* Your goal *
Among the lines below, list those containing the string "impl".

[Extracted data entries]
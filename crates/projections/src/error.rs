//! Projection error types.

use thiserror::Error;

#[derive(Debug, Error)]
pub enum ProjectionError {
    #[error("Event store error: {0}")]
    EventStore(#[from] event_store::EventStoreError),

    /// A log entry's payload does not match its aggregate's event enum.
    #[error("Cannot decode {event_type} event: {source}")]
    Decode {
        event_type: String,
        #[source]
        source: serde_json::Error,
    },
}

impl ProjectionError {
    pub(crate) fn decode(event: &event_store::EventEnvelope, source: serde_json::Error) -> Self {
        ProjectionError::Decode {
            event_type: event.event_type.clone(),
            source,
        }
    }
}

pub type Result<T> = std::result::Result<T, ProjectionError>;
use serde::{Deserialize, Serialize};

/// Letter grade printed on a certificate, derived from course progress.
#[derive(Debug, Clone, Copy, PartialEq, Eq, Hash, Serialize, Deserialize)]
pub enum Grade {
    #[serde(rename = "A+")]
    APlus,
    #[serde(rename = "A")]
    A,
    #[serde(rename = "B+")]
    BPlus,
    #[serde(rename = "B")]
    B,
    #[serde(rename = "C")]
    C,
    Pass,
}

impl Grade {
    pub fn from_progress(progress: u8) -> Self {
        match progress {
            95.. => Grade::APlus,
            90..=94 => Grade::A,
            85..=89 => Grade::BPlus,
            80..=84 => Grade::B,
            75..=79 => Grade::C,
            _ => Grade::Pass,
        }
    }

    pub fn as_str(&self) -> &'static str {
        match self {
            Grade::APlus => "A+",
            Grade::A => "A",
            Grade::BPlus => "B+",
            Grade::B => "B",
            Grade::C => "C",
            Grade::Pass => "Pass",
        }
    }
}

impl std::fmt::Display for Grade {
    fn fmt(&self, f: &mut std::fmt::Formatter<'_>) -> std::fmt::Result {
        f.write_str(self.as_str())
    }
}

* Response area *
impl ProjectionError {
impl Grade {
impl std::fmt::Display for Grade {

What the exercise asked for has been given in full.